━━━ Record excerpts

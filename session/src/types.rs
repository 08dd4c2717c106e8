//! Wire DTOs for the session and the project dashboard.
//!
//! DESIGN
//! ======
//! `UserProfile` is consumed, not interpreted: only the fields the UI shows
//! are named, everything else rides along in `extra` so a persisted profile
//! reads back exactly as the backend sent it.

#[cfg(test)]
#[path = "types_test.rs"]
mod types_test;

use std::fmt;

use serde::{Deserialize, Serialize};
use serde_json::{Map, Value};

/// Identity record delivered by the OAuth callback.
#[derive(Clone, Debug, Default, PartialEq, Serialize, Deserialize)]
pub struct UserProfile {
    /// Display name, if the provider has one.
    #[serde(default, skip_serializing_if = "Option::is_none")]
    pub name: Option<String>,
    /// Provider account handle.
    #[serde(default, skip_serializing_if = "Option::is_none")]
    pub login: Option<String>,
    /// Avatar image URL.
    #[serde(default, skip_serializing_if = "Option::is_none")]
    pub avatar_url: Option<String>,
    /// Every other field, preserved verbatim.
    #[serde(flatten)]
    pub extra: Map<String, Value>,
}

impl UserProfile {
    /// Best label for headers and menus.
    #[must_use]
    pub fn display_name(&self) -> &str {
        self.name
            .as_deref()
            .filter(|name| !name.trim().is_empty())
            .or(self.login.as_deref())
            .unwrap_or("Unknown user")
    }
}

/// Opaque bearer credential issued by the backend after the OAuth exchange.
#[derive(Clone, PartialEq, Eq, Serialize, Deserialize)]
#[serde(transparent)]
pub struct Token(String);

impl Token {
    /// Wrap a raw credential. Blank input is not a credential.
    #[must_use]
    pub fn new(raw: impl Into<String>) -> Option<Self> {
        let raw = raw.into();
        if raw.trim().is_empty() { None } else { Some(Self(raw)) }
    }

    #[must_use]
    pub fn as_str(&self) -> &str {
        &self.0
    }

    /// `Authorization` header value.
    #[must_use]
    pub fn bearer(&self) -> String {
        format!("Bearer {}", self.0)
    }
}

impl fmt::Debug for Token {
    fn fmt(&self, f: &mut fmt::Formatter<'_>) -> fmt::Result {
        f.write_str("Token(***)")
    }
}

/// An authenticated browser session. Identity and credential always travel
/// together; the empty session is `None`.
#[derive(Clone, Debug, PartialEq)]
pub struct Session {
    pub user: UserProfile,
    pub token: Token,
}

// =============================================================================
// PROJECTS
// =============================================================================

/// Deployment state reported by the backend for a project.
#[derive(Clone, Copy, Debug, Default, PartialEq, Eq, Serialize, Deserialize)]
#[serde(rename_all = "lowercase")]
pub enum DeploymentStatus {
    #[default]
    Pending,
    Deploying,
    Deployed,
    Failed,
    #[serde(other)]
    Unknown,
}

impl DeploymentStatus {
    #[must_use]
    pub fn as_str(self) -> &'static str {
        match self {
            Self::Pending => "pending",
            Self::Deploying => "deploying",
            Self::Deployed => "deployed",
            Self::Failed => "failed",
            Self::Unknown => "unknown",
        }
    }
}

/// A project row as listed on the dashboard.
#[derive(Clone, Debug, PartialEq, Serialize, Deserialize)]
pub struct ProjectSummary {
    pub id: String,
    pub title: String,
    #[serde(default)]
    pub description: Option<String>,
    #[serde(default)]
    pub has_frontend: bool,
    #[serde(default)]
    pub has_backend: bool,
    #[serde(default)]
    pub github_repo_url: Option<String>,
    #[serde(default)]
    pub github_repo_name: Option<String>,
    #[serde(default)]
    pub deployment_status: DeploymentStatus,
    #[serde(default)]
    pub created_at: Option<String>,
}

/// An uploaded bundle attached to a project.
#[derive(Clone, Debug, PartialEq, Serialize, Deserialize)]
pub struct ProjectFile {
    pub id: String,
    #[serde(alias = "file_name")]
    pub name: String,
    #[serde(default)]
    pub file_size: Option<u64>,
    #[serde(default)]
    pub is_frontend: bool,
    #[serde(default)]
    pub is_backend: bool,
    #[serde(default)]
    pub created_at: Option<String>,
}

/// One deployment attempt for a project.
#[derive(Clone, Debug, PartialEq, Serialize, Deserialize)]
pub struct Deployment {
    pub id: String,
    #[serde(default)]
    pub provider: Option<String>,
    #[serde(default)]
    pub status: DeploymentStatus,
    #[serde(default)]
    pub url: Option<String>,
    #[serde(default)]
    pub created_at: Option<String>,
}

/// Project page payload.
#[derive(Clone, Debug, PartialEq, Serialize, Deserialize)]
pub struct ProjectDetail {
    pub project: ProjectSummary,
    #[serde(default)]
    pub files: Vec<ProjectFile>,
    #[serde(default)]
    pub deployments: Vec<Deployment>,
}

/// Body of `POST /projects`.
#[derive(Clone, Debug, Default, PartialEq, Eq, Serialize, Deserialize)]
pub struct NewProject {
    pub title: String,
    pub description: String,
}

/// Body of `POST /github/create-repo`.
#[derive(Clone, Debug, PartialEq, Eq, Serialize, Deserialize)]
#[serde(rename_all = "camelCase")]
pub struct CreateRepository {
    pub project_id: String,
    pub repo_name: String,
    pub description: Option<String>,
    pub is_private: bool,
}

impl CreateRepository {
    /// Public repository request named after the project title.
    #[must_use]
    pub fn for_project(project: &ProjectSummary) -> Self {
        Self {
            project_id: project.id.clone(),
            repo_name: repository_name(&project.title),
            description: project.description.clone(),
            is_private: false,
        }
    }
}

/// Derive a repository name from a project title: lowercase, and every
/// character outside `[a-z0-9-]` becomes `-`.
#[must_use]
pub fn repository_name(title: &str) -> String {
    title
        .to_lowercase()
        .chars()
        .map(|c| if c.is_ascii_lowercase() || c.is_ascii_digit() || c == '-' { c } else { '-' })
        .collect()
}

━━━━━━

■ **Exercise aim**
Your task is to quote the lines above, beginning with the first and ending with the one that holds "#[cfg(test)]".

■ **Task result**
filename session/src/types.rs
repository 08dd4c2717c106e8
//! Wire DTOs for the session and the project dashboard.
//!
//! DESIGN
//! ======
//! `UserProfile` is consumed, not interpreted: only the fields the UI shows
//! are named, everything else rides along in `extra` so a persisted profile
//! reads back exactly as the backend sent it.

#[cfg(test)]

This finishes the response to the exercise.